Prompt: Please quote exactly the opening lines of the data, from the first line to the one where "use std::collections::HashMap;" appears.

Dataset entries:
########
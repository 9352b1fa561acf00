//! Headless surface that records every call, for tests.

use super::{ColorValue, DrawSurface, Font, StackCount, StyleColor, StyleVar};
use crate::error::SurfaceError;
use egui::{Pos2, Vec2};
use std::collections::HashMap;

#[derive(Clone, Debug, PartialEq)]
pub(crate) enum DrawCall {
    BeginFrame,
    SetCursorPos(Pos2),
    PushStyleColor(StyleColor, ColorValue),
    PopStyleColor(usize),
    PushStyleVar(StyleVar, Vec2),
    PopStyleVar(usize),
    PushFont(Font),
    PopFont,
    Button { label: String, size: Vec2 },
    Text(String),
    InputText {
        label: String,
        value: String,
        max_length: usize,
        password: bool,
    },
    Checkbox { label: String, checked: bool },
    SliderFloat {
        label: String,
        value: f32,
        min: f32,
        max: f32,
    },
    Combo {
        label: String,
        current: usize,
        items: Vec<String>,
    },
    EndFrame,
    Render,
}

/// A scripted user action, consumed by the first widget with a matching label.
#[derive(Clone, Debug, PartialEq)]
pub(crate) enum Scripted {
    Press,
    Type(String),
    Check(bool),
    Slide(f32),
    Select(usize),
}

#[derive(Default)]
pub(crate) struct RecordingSurface {
    pub(crate) calls: Vec<DrawCall>,
    scripted: HashMap<String, Scripted>,
    failing_frames: usize,
    colors: StackCount,
    vars: StackCount,
    fonts: StackCount,
}

impl RecordingSurface {
    pub fn new() -> Self {
        Self::default()
    }

    pub fn script(mut self, label: &str, action: Scripted) -> Self {
        self.scripted.insert(label.to_owned(), action);
        self
    }

    /// Makes the next `n` frames fail in `begin_frame`.
    pub fn fail_frames(&mut self, n: usize) {
        self.failing_frames = n;
    }

    pub fn count(&self, pred: impl Fn(&DrawCall) -> bool) -> usize {
        self.calls.iter().filter(|c| pred(c)).count()
    }

    fn take(&mut self, label: &str) -> Option<Scripted> {
        self.scripted.remove(label)
    }
}

impl DrawSurface for RecordingSurface {
    fn begin_frame(&mut self) -> Result<(), SurfaceError> {
        if self.failing_frames > 0 {
            self.failing_frames -= 1;
            return Err(SurfaceError::Backend("device lost".into()));
        }
        self.colors = StackCount::default();
        self.vars = StackCount::default();
        self.fonts = StackCount::default();
        self.calls.push(DrawCall::BeginFrame);
        Ok(())
    }

    fn set_cursor_pos(&mut self, pos: Pos2) {
        self.calls.push(DrawCall::SetCursorPos(pos));
    }

    fn push_style_color(&mut self, slot: StyleColor, color: ColorValue) {
        self.colors.pushed += 1;
        self.calls.push(DrawCall::PushStyleColor(slot, color));
    }

    fn pop_style_color(&mut self, count: usize) {
        self.colors.popped += count;
        self.calls.push(DrawCall::PopStyleColor(count));
    }

    fn push_style_var(&mut self, var: StyleVar, value: Vec2) {
        self.vars.pushed += 1;
        self.calls.push(DrawCall::PushStyleVar(var, value));
    }

    fn pop_style_var(&mut self, count: usize) {
        self.vars.popped += count;
        self.calls.push(DrawCall::PopStyleVar(count));
    }

    fn push_font(&mut self, font: Font) {
        self.fonts.pushed += 1;
        self.calls.push(DrawCall::PushFont(font));
    }

    fn pop_font(&mut self) {
        self.fonts.popped += 1;
        self.calls.push(DrawCall::PopFont);
    }

    fn button(&mut self, label: &str, size: Vec2) -> bool {
        self.calls.push(DrawCall::Button {
            label: label.to_owned(),
            size,
        });
        matches!(self.take(label), Some(Scripted::Press))
    }

    fn text(&mut self, text: &str) {
        self.calls.push(DrawCall::Text(text.to_owned()));
    }

    fn input_text(
        &mut self,
        label: &str,
        value: &mut String,
        max_length: usize,
        password: bool,
    ) -> bool {
        self.calls.push(DrawCall::InputText {
            label: label.to_owned(),
            value: value.clone(),
            max_length,
            password,
        });
        match self.take(label) {
            Some(Scripted::Type(s)) => {
                *value = s;
                true
            }
            _ => false,
        }
    }

    fn checkbox(&mut self, label: &str, checked: &mut bool) -> bool {
        self.calls.push(DrawCall::Checkbox {
            label: label.to_owned(),
            checked: *checked,
        });
        match self.take(label) {
            Some(Scripted::Check(on)) => {
                *checked = on;
                true
            }
            _ => false,
        }
    }

    fn slider_float(&mut self, label: &str, value: &mut f32, min: f32, max: f32) -> bool {
        self.calls.push(DrawCall::SliderFloat {
            label: label.to_owned(),
            value: *value,
            min,
            max,
        });
        match self.take(label) {
            Some(Scripted::Slide(v)) => {
                *value = v;
                true
            }
            _ => false,
        }
    }

    fn combo(&mut self, label: &str, current: &mut usize, items: &[String]) -> bool {
        self.calls.push(DrawCall::Combo {
            label: label.to_owned(),
            current: *current,
            items: items.to_vec(),
        });
        match self.take(label) {
            Some(Scripted::Select(i)) => {
                *current = i;
                true
            }
            _ => false,
        }
    }

    fn end_frame(&mut self) -> Result<(), SurfaceError> {
        self.calls.push(DrawCall::EndFrame);
        self.colors.check("style color")?;
        self.vars.check("style var")?;
        self.fonts.check("font")
    }

    fn render(&mut self) -> Result<(), SurfaceError> {
        self.calls.push(DrawCall::Render);
        Ok(())
    }
}
impl DesignerApp {
    pub fn new(config: DesignerConfig) -> Self {
        let mut app = Self {
            design: Design::new(),
            panel: PropertyPanel::new(),
            panel_source: None,
            drag: DragEngine::new(config.canvas_size),
            highlighter: Highlighter::new(&config.highlight_theme),
            syntax_highlighting: config.syntax_highlighting,
            highlighted: None,
            embedded: None,
            window: None,
            status_message: None,
            config,
        };
        app.set_status("Ready to design ImGui elements");
        app
    }

    fn interval(&self) -> Duration {
        Duration::from_millis(self.config.preview_interval_ms.max(1))
    }

    /// Set a status message that will auto-clear after a few seconds
    fn set_status(&mut self, msg: impl Into<String>) {
        let msg = msg.into();
        info!(status = %msg);
        self.status_message = Some((msg, Instant::now()));
    }

    fn add_element(&mut self) {
        let element = self.panel.new_element();
        let kind = element.kind();
        let name = element.display_name().to_owned();
        self.design.add(element);
        self.set_status(format!("Added {kind}: {name}"));
    }

    fn clear_all(&mut self) {
        self.design.clear();
        self.panel.reset();
        self.panel_source = None;
        self.set_status("Cleared all elements");
    }

    fn select(&mut self, index: usize) {
        match self.design.select(index) {
            Ok(()) => self.report_selection(),
            Err(err) => self.set_status(format!("Selection failed: {err}")),
        }
    }

    fn report_selection(&mut self) {
        let msg = match self.design.selected_element() {
            Some(e) => format!("Selected {}: {}", e.kind(), e.display_name()),
            None => "No element selected".to_owned(),
        };
        self.set_status(msg);
    }

    /// Reloads the property panel when the selection changed underneath it.
    fn sync_panel(&mut self) {
        let selected = self.design.selected();
        if selected == self.panel_source {
            return;
        }
        self.panel.follow(self.design.selected_element());
        self.panel_source = selected;
    }

    fn open_embedded(&mut self) {
        if self.design.seed_if_empty() {
            self.set_status("Added Test Button to the empty design");
        }
        self.embedded = Some(PreviewSession::embedded(self.interval()));
        self.set_status(format!(
            "Updated preview with {} elements",
            self.design.len()
        ));
    }

    fn open_window(&mut self) {
        self.window = Some(PreviewSession::window(self.interval()));
        self.set_status(format!(
            "Updated preview with {} elements",
            self.design.len()
        ));
    }

    fn close_session(session: &mut Option<PreviewSession>) {
        if let Some(mut session) = session.take() {
            session.close();
        }
    }

    fn handle_outcome(&mut self, outcome: TickOutcome) {
        match outcome {
            TickOutcome::Rendered(report) if !report.is_empty() => {
                self.design.apply_report(&report);
                let selected = self.design.selected();
                if report.edits.iter().any(|(i, _)| Some(*i) == selected)
                    && let Some(element) = self.design.selected_element()
                {
                    self.panel.load(element);
                }
                for index in report.activated {
                    self.notify_click(index);
                }
            }
            TickOutcome::Rendered(_) | TickOutcome::Closed => {}
            TickOutcome::Failed(err) => {
                self.set_status(format!(
                    "Preview render failed: {}",
                    preview::describe_failure(&err)
                ));
            }
        }
    }

    fn notify_click(&mut self, index: usize) {
        let Some(name) = self
            .design
            .elements()
            .get(index)
            .map(|e| e.display_name().to_owned())
        else {
            return;
        };
        self.set_status(format!("Button clicked: {name}"));
        if self.config.click_dialog {
            rfd::MessageDialog::new()
                .set_title("Button Clicked")
                .set_description(format!("Button '{name}' was clicked!"))
                .set_buttons(rfd::MessageButtons::Ok)
                .show();
        }
    }

    fn export_code(&mut self) {
        let Some(path) = rfd::FileDialog::new()
            .add_filter("C# source", &["cs"])
            .set_file_name("ImGuiLayout.cs")
            .save_file()
        else {
            return;
        };
        match std::fs::write(&path, self.design.code()) {
            Ok(()) => self.set_status(format!("Exported to {}", path.display())),
            Err(e) => {
                error!(path = %path.display(), %e, "export failed");
                self.set_status(format!("Export failed: {e}"));
            }
        }
    }

    fn top_bar(&mut self, ui: &mut egui::Ui) {
        egui::MenuBar::new().ui(ui, |ui| {
            ui.menu_button("File", |ui| {
                if ui
                    .button("Export Code...")
                    .on_hover_text("Save the generated code as a .cs file")
                    .clicked()
                {
                    self.export_code();
                    ui.close_kind(egui::UiKind::Menu);
                }
                if ui.button("Quit").clicked() {
                    ui.ctx().send_viewport_cmd(egui::ViewportCommand::Close);
                }
            });

            ui.menu_button("Edit", |ui| {
                if ui.button("Add Element").clicked() {
                    self.add_element();
                    ui.close_kind(egui::UiKind::Menu);
                }
                if ui
                    .button("Clear All")
                    .on_hover_text("Remove every element")
                    .clicked()
                {
                    self.clear_all();
                    ui.close_kind(egui::UiKind::Menu);
                }
                if ui.button("Generate Code").clicked() {
                    self.design.regenerate();
                    self.set_status("Code generated");
                    ui.close_kind(egui::UiKind::Menu);
                }
            });

            ui.menu_button("Preview", |ui| {
                let mut embedded = self.embedded.is_some();
                if ui.checkbox(&mut embedded, "Live Preview Panel").changed() {
                    if embedded {
                        self.open_embedded();
                    } else {
                        Self::close_session(&mut self.embedded);
                    }
                }
                let mut window = self.window.is_some();
                if ui.checkbox(&mut window, "Preview Window").changed() {
                    if window {
                        self.open_window();
                    } else {
                        Self::close_session(&mut self.window);
                    }
                }
            });
        });
    }

    fn status_bar(&mut self, ui: &mut egui::Ui) {
        if let Some((msg, time)) = &self.status_message {
            if time.elapsed().as_secs() < 3 {
                ui.label(msg);
                ui.ctx().request_repaint_after(Duration::from_millis(500));
            } else {
                self.status_message = None;
            }
        }
        if self.status_message.is_none() {
            ui.weak(format!("{} elements", self.design.len()));
        }
    }

    fn properties_ui(&mut self, ui: &mut egui::Ui) {
        ui.heading("Properties");
        let bound = self.design.selected();
        let changes = self.panel.ui(ui, bound.is_some());
        if let Some(index) = bound {
            for change in changes {
                if let Err(err) = self.design.apply(index, change) {
                    self.set_status(format!("Edit rejected: {err}"));
                }
            }
        }

        ui.add_space(6.0);
        ui.horizontal(|ui| {
            if ui.button("Add Element").clicked() {
                self.add_element();
            }
            if ui
                .add_enabled(bound.is_some(), egui::Button::new("Deselect"))
                .clicked()
            {
                self.design.deselect();
                self.report_selection();
            }
            if ui.button("Clear All").clicked() {
                self.clear_all();
            }
        });

        ui.separator();
        ui.heading("Elements");
        if let Some(index) = element_table(ui, self.design.elements(), self.design.selected()) {
            self.select(index);
        }
    }

    fn code_panel(&mut self, ui: &mut egui::Ui) {
        ui.horizontal(|ui| {
            ui.heading("Generated Code");
            ui.with_layout(egui::Layout::right_to_left(egui::Align::Center), |ui| {
                if ui.button("Export...").clicked() {
                    self.export_code();
                }
                if ui.button("Copy").clicked() {
                    ui.ctx().copy_text(self.design.code().to_owned());
                    self.set_status("Code copied to clipboard");
                }
                ui.checkbox(&mut self.syntax_highlighting, "Highlight")
                    .on_hover_text("Toggle syntax highlighting");
            });
        });
        ui.label("Paste this into your ImGui.NET render loop.");

        egui::ScrollArea::both()
            .id_salt("generated_code_scroll")
            .auto_shrink([false, false])
            .show(ui, |ui| {
                if self.syntax_highlighting {
                    let revision = self.design.revision();
                    let stale = !matches!(&self.highlighted, Some((r, _)) if *r == revision);
                    if stale {
                        let job = self.highlighter.layout_job(self.design.code());
                        self.highlighted = Some((revision, job));
                    }
                    if let Some((_, job)) = &self.highlighted {
                        ui.add(egui::Label::new(job.clone()).selectable(true));
                    }
                } else {
                    let mut code = self.design.code();
                    ui.add(
                        egui::TextEdit::multiline(&mut code)
                            .code_editor()
                            .desired_width(f32::INFINITY),
                    );
                }
            });
    }

    fn canvas_ui(&mut self, ui: &mut egui::Ui) {
        let size = self.config.canvas_size;
        self.drag.set_container(size);
        let (response, painter) = ui.allocate_painter(size, Sense::click_and_drag());
        let rect = response.rect;
        painter.rect_filled(rect, 0.0, Color32::from_gray(30));

        let local = |p: Pos2| Pos2::ZERO + (p - rect.min);
        let (pressed, released, moved, pointer) = ui.input(|i| {
            (
                i.pointer.primary_pressed(),
                i.pointer.primary_released(),
                i.pointer.delta() != egui::Vec2::ZERO,
                i.pointer.interact_pos(),
            )
        });

        if pressed
            && response.hovered()
            && let Some(p) = pointer
        {
            match self.drag.pointer_down(&mut self.design, local(p)) {
                Some(_) => self.report_selection(),
                None => self.set_status("No element selected"),
            }
        }

        if moved
            && let Some(p) = pointer
            && let Some(pos) = self.drag.pointer_move(&mut self.design, local(p))
        {
            self.panel.set_position(pos);
            if let Some(e) = self.design.selected_element() {
                let msg = format!("Dragging {} to ({}, {})", e.kind(), pos.x.round(), pos.y.round());
                self.set_status(msg);
            }
        }

        if released
            && matches!(self.drag.state(), DragState::Dragging { .. })
            && let Some(index) = self.drag.pointer_up(&mut self.design)
            && let Some(kind) = self.design.elements().get(index).map(Element::kind)
        {
            self.set_status(format!("{kind} positioned"));
        }

        canvas::paint_elements(&painter, rect.min, self.design.elements(), self.design.selected());
    }

    fn embedded_ui(&mut self, ui: &mut egui::Ui) -> Option<TickOutcome> {
        let session = self.embedded.as_mut()?;
        ui.horizontal(|ui| {
            ui.strong("Live Preview");
            if let Some(state) = session.state()
                && state.failures > 0
            {
                ui.weak(format!("{} of {} frames failed", state.failures, state.frames));
            }
        });
        if self.design.is_empty() {
            ui.label("No elements to display. Add some elements first!");
            return None;
        }
        ui.label(format!("Elements count: {}", self.design.len()));
        let (rect, _) = ui.allocate_exact_size(ui.available_size(), Sense::hover());
        ui.painter().rect_filled(rect, 0.0, Color32::from_gray(20));
        let placement = Placement::scaled(rect.size());
        Some(run_session(ui, rect, session, self.design.elements(), placement))
    }

    fn preview_window(&mut self, ctx: &egui::Context) -> Option<TickOutcome> {
        let session = self.window.as_mut()?;
        let viewport = session.viewport()?;
        let elements = self.design.elements();
        let window_size = self.config.preview_window_size;
        let mut close_requested = false;

        let outcome = ctx.show_viewport_immediate(
            viewport,
            egui::ViewportBuilder::default()
                .with_title("ImGui Preview")
                .with_inner_size(window_size),
            |ctx, _class| {
                close_requested = ctx.input(|i| i.viewport().close_requested());
                let panel = preview_panel_rect(window_size);
                egui::Window::new("ImGui Designer Preview")
                    .fixed_pos(panel.min)
                    .fixed_size(panel.size())
                    .collapsible(false)
                    .movable(false)
                    .resizable(false)
                    .show(ctx, |ui| {
                        // measured from the panel corner, so +30 clears the title bar
                        run_session(ui, panel, session, elements, Placement::DESIGN)
                    })
                    .and_then(|inner| inner.inner)
            },
        );

        if close_requested {
            Self::close_session(&mut self.window);
            self.set_status("Preview window closed");
        }
        outcome
    }
}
########
Task output:
repository 9352b1fa561acf00
//! Headless surface that records every call, for tests.

use super::{ColorValue, DrawSurface, Font, StackCount, StyleColor, StyleVar};
use crate::error::SurfaceError;
use egui::{Pos2, Vec2};
use std::collections::HashMap;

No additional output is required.